[Opening Input data section]

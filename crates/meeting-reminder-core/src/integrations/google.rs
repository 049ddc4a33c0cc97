//! Google Calendar event source.
//!
//! Lists single occurrences in a bounded window ahead of "now" and hands
//! the scheduler the one whose anchor comes first. Uses OAuth2 with the
//! read-only Calendar scope.

use std::path::Path;
use std::sync::Arc;

use async_trait::async_trait;
use chrono::{DateTime, Duration, Utc};
use reqwest::Client;
use serde::Deserialize;
use tokio::sync::Mutex;

use super::keyring_store;
use super::oauth::{self, OAuthConfig, OAuthTokens};
use super::token_store::TokenStore;
use crate::error::{OAuthError, SourceError, ValidationError};
use crate::event::{Event, ReminderMode};
use crate::source::{select_next, EventSource};

pub const SERVICE: &str = "google";
pub const DEFAULT_API_BASE: &str = "https://www.googleapis.com/calendar/v3";
const READONLY_SCOPE: &str = "https://www.googleapis.com/auth/calendar.readonly";
const REDIRECT_PORT: u16 = 19821;

/// OAuth client id/secret for the installed app.
#[derive(Debug, Clone, PartialEq, Eq)]
pub struct GoogleCredentials {
    pub client_id: String,
    pub client_secret: String,
}

#[derive(Deserialize)]
struct ClientSecretFile {
    installed: Option<ClientSecretSection>,
    web: Option<ClientSecretSection>,
}

#[derive(Deserialize)]
struct ClientSecretSection {
    client_id: String,
    client_secret: String,
}

impl GoogleCredentials {
    /// Load credentials from keyring. `None` if not stored yet.
    pub fn from_keyring() -> Result<Option<Self>, OAuthError> {
        let client_id = keyring_store::get("google_client_id")?;
        let client_secret = keyring_store::get("google_client_secret")?;
        Ok(match (client_id, client_secret) {
            (Some(client_id), Some(client_secret)) => Some(Self {
                client_id,
                client_secret,
            }),
            _ => None,
        })
    }

    /// Persist to the OS keyring.
    pub fn save_to_keyring(&self) -> Result<(), OAuthError> {
        keyring_store::set("google_client_id", &self.client_id)?;
        keyring_store::set("google_client_secret", &self.client_secret)?;
        Ok(())
    }

    /// Remove the client id/secret stored by [`Self::save_to_keyring`].
    /// Missing entries are not an error.
    pub fn clear_keyring() -> Result<(), OAuthError> {
        keyring_store::delete("google_client_id")?;
        keyring_store::delete("google_client_secret")
    }

    /// Parse a client-secret JSON as downloaded from the Google console.
    pub fn from_client_secret_json(json: &str) -> Result<Self, OAuthError> {
        let file: ClientSecretFile = serde_json::from_str(json)
            .map_err(|e| OAuthError::Storage(format!("invalid client secret file: {e}")))?;
        let section = file.installed.or(file.web).ok_or_else(|| {
            OAuthError::Storage("client secret file has no 'installed' or 'web' section".to_string())
        })?;
        Ok(Self {
            client_id: section.client_id,
            client_secret: section.client_secret,
        })
    }

    pub fn from_client_secret_file(path: &Path) -> Result<Self, OAuthError> {
        let json = std::fs::read_to_string(path)
            .map_err(|e| OAuthError::Storage(format!("cannot read {}: {e}", path.display())))?;
        Self::from_client_secret_json(&json)
    }

    /// Explicit file first, then the keyring.
    pub fn resolve(credentials_file: Option<&Path>) -> Result<Self, OAuthError> {
        if let Some(path) = credentials_file {
            return Self::from_client_secret_file(path);
        }
        Self::from_keyring()?.ok_or_else(|| OAuthError::CredentialsNotConfigured {
            service: SERVICE.to_string(),
        })
    }

    pub fn oauth_config(&self) -> OAuthConfig {
        OAuthConfig {
            service_name: SERVICE.to_string(),
            client_id: self.client_id.clone(),
            client_secret: self.client_secret.clone(),
            auth_url: "https://accounts.google.com/o/oauth2/v2/auth".to_string(),
            token_url: "https://oauth2.googleapis.com/token".to_string(),
            scopes: vec![READONLY_SCOPE.to_string()],
            redirect_port: REDIRECT_PORT,
        }
    }
}

/// Supplies a bearer token for each calendar request.
#[async_trait]
pub trait AccessTokenProvider: Send + Sync {
    async fn access_token(&self) -> Result<String, OAuthError>;
}

/// Fixed token, for tests and one-off scripts.
#[derive(Debug, Clone)]
pub struct StaticToken(pub String);

#[async_trait]
impl AccessTokenProvider for StaticToken {
    async fn access_token(&self) -> Result<String, OAuthError> {
        Ok(self.0.clone())
    }
}

/// Stored tokens plus client credentials; refreshes on demand.
pub struct GoogleAuth {
    oauth: OAuthConfig,
    store: TokenStore,
    cached: Mutex<Option<OAuthTokens>>,
}

impl GoogleAuth {
    pub fn new(credentials: &GoogleCredentials, store: TokenStore) -> Self {
        Self::with_oauth_config(credentials.oauth_config(), store)
    }

    pub fn with_oauth_config(oauth: OAuthConfig, store: TokenStore) -> Self {
        Self {
            oauth,
            store,
            cached: Mutex::new(None),
        }
    }

    /// Run the browser flow and store the resulting tokens.
    pub async fn login(&self) -> Result<OAuthTokens, OAuthError> {
        let tokens = oauth::authorize(&self.oauth).await?;
        self.store.save(SERVICE, &tokens)?;
        *self.cached.lock().await = Some(tokens.clone());
        Ok(tokens)
    }

    pub fn stored_tokens(&self) -> Result<Option<OAuthTokens>, OAuthError> {
        self.store.load(SERVICE)
    }
}

#[async_trait]
impl AccessTokenProvider for GoogleAuth {
    async fn access_token(&self) -> Result<String, OAuthError> {
        let mut cached = self.cached.lock().await;
        let tokens = match cached.take() {
            Some(tokens) => tokens,
            None => self.store.load(SERVICE)?.ok_or_else(|| OAuthError::NotAuthenticated {
                service: SERVICE.to_string(),
            })?,
        };

        if !tokens.is_expired() {
            let access = tokens.access_token.clone();
            *cached = Some(tokens);
            return Ok(access);
        }

        let refresh = tokens.refresh_token.as_deref().ok_or(OAuthError::TokenExpired)?;
        tracing::debug!("refreshing google access token");
        let refreshed = oauth::refresh_token(&self.oauth, refresh).await?;
        self.store.save(SERVICE, &refreshed)?;
        let access = refreshed.access_token.clone();
        *cached = Some(refreshed);
        Ok(access)
    }
}

#[derive(Debug, Deserialize)]
struct EventList {
    #[serde(default)]
    items: Vec<serde_json::Value>,
}

/// Queries one calendar for the next event to remind about.
pub struct GoogleCalendarSource {
    client: Client,
    auth: Arc<dyn AccessTokenProvider>,
    api_base: String,
    calendar_id: String,
    query: Option<String>,
    horizon: Duration,
}

impl GoogleCalendarSource {
    pub fn new(auth: Arc<dyn AccessTokenProvider>, calendar_id: impl Into<String>) -> Self {
        Self {
            client: Client::new(),
            auth,
            api_base: DEFAULT_API_BASE.to_string(),
            calendar_id: calendar_id.into(),
            query: None,
            horizon: Duration::minutes(60),
        }
    }

    /// Free-text filter passed as `q`. Empty strings are ignored.
    pub fn with_query(mut self, query: Option<String>) -> Self {
        self.query = query.filter(|q| !q.trim().is_empty());
        self
    }

    pub fn with_horizon(mut self, horizon: Duration) -> Self {
        self.horizon = horizon;
        self
    }

    pub fn with_api_base(mut self, api_base: impl Into<String>) -> Self {
        self.api_base = api_base.into().trim_end_matches('/').to_string();
        self
    }

    fn events_url(&self, now: DateTime<Utc>) -> Result<url::Url, SourceError> {
        let raw = format!(
            "{}/calendars/{}/events",
            self.api_base,
            urlencoding::encode(&self.calendar_id)
        );
        let mut url = url::Url::parse(&raw)
            .map_err(|e| SourceError::InvalidResponse(format!("bad calendar url {raw}: {e}")))?;
        {
            let mut pairs = url.query_pairs_mut();
            pairs
                .append_pair("timeMin", &now.to_rfc3339())
                .append_pair("timeMax", &(now + self.horizon).to_rfc3339())
                .append_pair("singleEvents", "true")
                .append_pair("showDeleted", "false")
                .append_pair("orderBy", "startTime");
            if let Some(q) = &self.query {
                pairs.append_pair("q", q);
            }
        }
        Ok(url)
    }

    /// All usable events in the window, in calendar order. Cancelled and
    /// malformed entries are dropped.
    pub async fn fetch_events(&self, now: DateTime<Utc>) -> Result<Vec<Event>, SourceError> {
        let token = self.auth.access_token().await?;
        let url = self.events_url(now)?;

        let resp = self.client.get(url).bearer_auth(&token).send().await?;
        let status = resp.status();
        if !status.is_success() {
            let body: serde_json::Value = resp.json().await.unwrap_or_default();
            let message = body["error"]["message"]
                .as_str()
                .unwrap_or_else(|| status.canonical_reason().unwrap_or("request failed"));
            return Err(SourceError::Api(format!("{}: {message}", status.as_u16())));
        }

        let list: EventList = resp
            .json()
            .await
            .map_err(|e| SourceError::InvalidResponse(e.to_string()))?;

        let mut events = Vec::with_capacity(list.items.len());
        for item in &list.items {
            match parse_event(item) {
                Ok(Some(event)) => events.push(event),
                Ok(None) => {}
                Err(err) => tracing::warn!(error = %err, "skipping calendar entry"),
            }
        }
        tracing::debug!(
            calendar = %self.calendar_id,
            fetched = list.items.len(),
            usable = events.len(),
            "calendar events listed"
        );
        Ok(events)
    }
}

#[async_trait]
impl EventSource for GoogleCalendarSource {
    async fn next_event(
        &self,
        now: DateTime<Utc>,
        mode: ReminderMode,
    ) -> Result<Option<Event>, SourceError> {
        let events = self.fetch_events(now).await?;
        Ok(select_next(events, now, mode))
    }
}

/// Convert one `items[]` entry. `Ok(None)` for cancelled entries; all-day
/// entries and bad timestamps are [`ValidationError::MalformedEvent`].
pub fn parse_event(item: &serde_json::Value) -> Result<Option<Event>, ValidationError> {
    let id = item["id"].as_str().unwrap_or_default();
    let malformed = |message: String| ValidationError::MalformedEvent {
        id: id.to_string(),
        message,
    };

    if id.is_empty() {
        return Err(malformed("missing id".to_string()));
    }

    let status = item["status"].as_str().unwrap_or("confirmed");
    if status == "cancelled" {
        return Ok(None);
    }

    let start = parse_time(&item["start"], "start").map_err(malformed)?;
    let end = parse_time(&item["end"], "end").map_err(malformed)?;

    let event = Event::new(id, start, end)?
        .with_title(item["summary"].as_str().unwrap_or("(No title)"))
        .with_location(item["location"].as_str().unwrap_or_default())
        .with_status(status);
    Ok(Some(event))
}

fn parse_time(field: &serde_json::Value, which: &str) -> Result<DateTime<Utc>, String> {
    match field["dateTime"].as_str() {
        Some(raw) => DateTime::parse_from_rfc3339(raw)
            .map(|t| t.with_timezone(&Utc))
            .map_err(|e| format!("invalid {which} time {raw:?}: {e}")),
        None if field["date"].is_string() => Err(format!("all-day entry has no {which} time")),
        None => Err(format!("missing {which} time")),
    }
}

[Closing Input data section]

■ Task directions ■
For every line above that holds the word "first", report the whole line.

■ Solution for this task ■
//! the scheduler the one whose anchor comes first. Uses OAuth2 with the
    /// Explicit file first, then the keyring.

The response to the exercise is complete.